My Husband With Scholar Syndrome - Chapter 62
Cuaca di Yuncheng dibagi menjadi dua: panas di musim panas dan dingin di musim dingin, sementara musim semi dan musim gugur luar biasa singkat. Mu Xiaoya sekarang hanya merasa bahwa dirinya baru saja mengenakan mantel musim gugur yang bagus kemarin dan hari ini dirinya telah mengenakan jaket berlapis yang tebal.
“Kakak Mumu, ini adalah laporan penjualan studio dari bulan lalu.” Xiaoxin menunjukkan laporan statistik kepada Mu Xiaoya.
Mu Xiaoya menatapnya dan mendapati bahwa volume penjualan dari sepatu bot dengan panjang menengah adalah yang terbaik: “Kukira sepatu bot akan jadi lebih populer di musim dingin.”
“Sepatu bot kita sangat bergaya, tapi meski tampak bagus, mereka tak terlalu serbaguna.” Xiaoxin menjawab, “Sebaliknya, bot menengah lebih baik karena lebih mudah untuk dikenakan dan dilepas, serta lebih serbaguna.”
“Kak Mumu, ada banyak orang yang memesannya di muka, kapan pabriknya akan membuatnya ah?” Leng Yi bertanya dari samping.
“Semestinya akan cepat. Fang Hui sudah pergi ke pabrik pamannya untuk mendesak sendiri pamannya itu kemarin,” Mu Xiaoya menjawab.
“Kak Fang Hui sudah pergi selama dua hari, kapan dia akan kembali ah?”
“Dia sudah mengirimiku pesan pagi ini. Dia kemungkinan akan kembali di siang hari, dan saat dia kembali, kita akan pergi makan hot pot sama-sama.” Ini adalah musim dingin, orang-orang tak bisa menahan diri mereka untuk ingin makan hot pot.
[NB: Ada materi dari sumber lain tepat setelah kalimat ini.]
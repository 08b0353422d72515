use reqwest::multipart::{Form, Part};
use tracing::debug;

use super::{ApiClient, into_json};
use crate::error::Result;
use crate::models::{AttendanceRecord, AttendanceSubmission, ReportFilter, ReportResponse};

impl ApiClient {
    /// `POST /attendance/mark`, bearer auth, multipart body: longitude,
    /// latitude, location, status and an optional photo.
    pub async fn submit_attendance(
        &self,
        submission: &AttendanceSubmission,
        token: &str,
    ) -> Result<AttendanceRecord> {
        debug!(
            latitude = submission.latitude,
            longitude = submission.longitude,
            status = %submission.status,
            has_photo = submission.photo.is_some(),
            "submitting attendance"
        );

        let mut form = Form::new()
            .text("longitude", submission.longitude.to_string())
            .text("latitude", submission.latitude.to_string())
            .text("location", submission.location.clone())
            .text("status", submission.status.to_string());

        if let Some(photo) = &submission.photo {
            let part = Part::bytes(photo.bytes.clone())
                .file_name(photo.file_name.clone())
                .mime_str(&photo.mime)?;
            form = form.part("photo", part);
        }

        let response = self
            .http()
            .post(self.url("/attendance/mark"))
            .bearer_auth(token)
            .multipart(form)
            .send()
            .await?;

        into_json(response, "Failed to mark attendance").await
    }

    /// `GET /attendance/report?startDate&endDate&timezone&limit&offset`,
    /// bearer auth.
    pub async fn fetch_attendance_report(
        &self,
        filter: &ReportFilter,
        token: &str,
    ) -> Result<Vec<AttendanceRecord>> {
        let response = self
            .http()
            .get(self.url("/attendance/report"))
            .query(filter)
            .bearer_auth(token)
            .send()
            .await?;

        into_json::<ReportResponse>(response, "Failed to fetch attendance report")
            .await
            .map(|body| body.attendance)
    }
}

#[cfg(test)]
mod tests {
    use super::*;
    use crate::models::{AttendanceStatus, CapturedPhoto};
    use chrono::NaiveDate;
    use httptest::{Expectation, Server, all_of, matchers::*, responders::*};

    fn record_body(id: &str) -> serde_json::Value {
        serde_json::json!({
            "id": id,
            "timestamp": "2026-08-01T09:00:00Z",
            "status": "PRESENT",
            "location": "Menteng, Jakarta, ID",
            "longitude": 106.8456,
            "latitude": -6.2088,
            "photoUrl": "uploads/a1.jpg"
        })
    }

    #[tokio::test]
    async fn submit_attendance_posts_multipart_with_bearer() {
        let server = Server::run();
        server.expect(
            Expectation::matching(all_of![
                request::method("POST"),
                request::path("/attendance/mark"),
                request::headers(contains(("authorization", "Bearer tok-123"))),
                request::headers(contains(key("content-type"))),
            ])
            .times(1)
            .respond_with(json_encoded(record_body("a1"))),
        );

        let api = ApiClient::new(server.url_str("/"));
        let submission = AttendanceSubmission {
            longitude: 106.8456,
            latitude: -6.2088,
            location: "Menteng, Jakarta, ID".into(),
            status: AttendanceStatus::Present,
            photo: Some(CapturedPhoto {
                bytes: vec![0xff, 0xd8, 0xff],
                file_name: "capture.jpg".into(),
                mime: "image/jpeg".into(),
            }),
        };

        let record = api.submit_attendance(&submission, "tok-123").await.unwrap();
        assert_eq!(record.id, "a1");
        assert_eq!(record.status, AttendanceStatus::Present);
    }

    #[tokio::test]
    async fn report_sends_filter_as_query_string() {
        let server = Server::run();
        server.expect(
            Expectation::matching(all_of![
                request::method("GET"),
                request::path("/attendance/report"),
                request::query(url_decoded(contains(("startDate", "2026-08-01")))),
                request::query(url_decoded(contains(("endDate", "2026-08-31")))),
                request::query(url_decoded(contains(("timezone", "Asia/Jakarta")))),
                request::query(url_decoded(contains(("limit", "5")))),
                request::query(url_decoded(contains(("offset", "10")))),
            ])
            .respond_with(json_encoded(serde_json::json!({
                "attendance": [record_body("a1"), record_body("a2")]
            }))),
        );

        let api = ApiClient::new(server.url_str("/"));
        let filter = ReportFilter {
            start_date: NaiveDate::from_ymd_opt(2026, 8, 1).unwrap(),
            end_date: NaiveDate::from_ymd_opt(2026, 8, 31).unwrap(),
            timezone: "Asia/Jakarta".into(),
            limit: 5,
            offset: 10,
        };

        let records = api.fetch_attendance_report(&filter, "tok-123").await.unwrap();
        assert_eq!(records.len(), 2);
    }
}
“Bagus!” Leng Yi menepukkan tangannya dengan penuh semangat. Dia benar-benar menyukai pekerjaannya yang sekarang. Perusahaan ini memiliki staf yang ringkas, komisinya tinggi, dan para bos sering mengundang dia makan malam dengan murah hati.
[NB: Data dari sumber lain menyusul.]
use tracing::{error, info};

use crate::api::ApiClient;
use crate::notify::Navigator;
use crate::routes::Route;
use crate::session::SessionStore;

mod attendance;
mod login;
mod profile;
mod register;

pub use attendance::{MarkAttendanceController, MarkState};
pub use login::{LoginController, LoginForm};
pub use profile::{ProfileController, ProfileForm};
pub use register::{RegisterController, RegisterForm};

/// Navbar logout: best effort against the server, then drop the local
/// session and go to the login page. A transport failure keeps the session,
/// mirroring the original client.
pub async fn logout(api: &ApiClient, session: &SessionStore, navigator: &dyn Navigator) {
    let Some(token) = session.token() else {
        return;
    };

    match api.logout(&token).await {
        Ok(()) => {
            session.clear_session();
            info!("logged out");
            navigator.navigate(Route::Login).await;
        }
        Err(err) => {
            error!(error = %err, "logout failed");
        }
    }
}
Mu Xiaoya tersenyum, menunduk menatap laporannya, kemudian menatap pada bagian bawah, terdapat angka nol besar di kolom sepatu buatan khusus. Dia bertanya, “Masih tak ada orang yang berkonsultasi pada kita untuk membuat sepatu pesanan khusus ah.”
“Nggak.” Memanfaatkan ketiadaan Fang Hui, Xiaoxin tak bisa menahan diri untuk bicara sejujurnya, “Kak Mumu, kalau kau bisa memberitahu Fang Hui, sepasang sepatu ini terlalu mahal. Tiga puluh ribu, orang kaya tak keberatan, tapi yang lainnya takkan sanggup ah.”
“Tak apa-apa, toh tak ada biayanya.” Benar-benar tak ada biaya lain selain setumpuk kulit di ruang bahan.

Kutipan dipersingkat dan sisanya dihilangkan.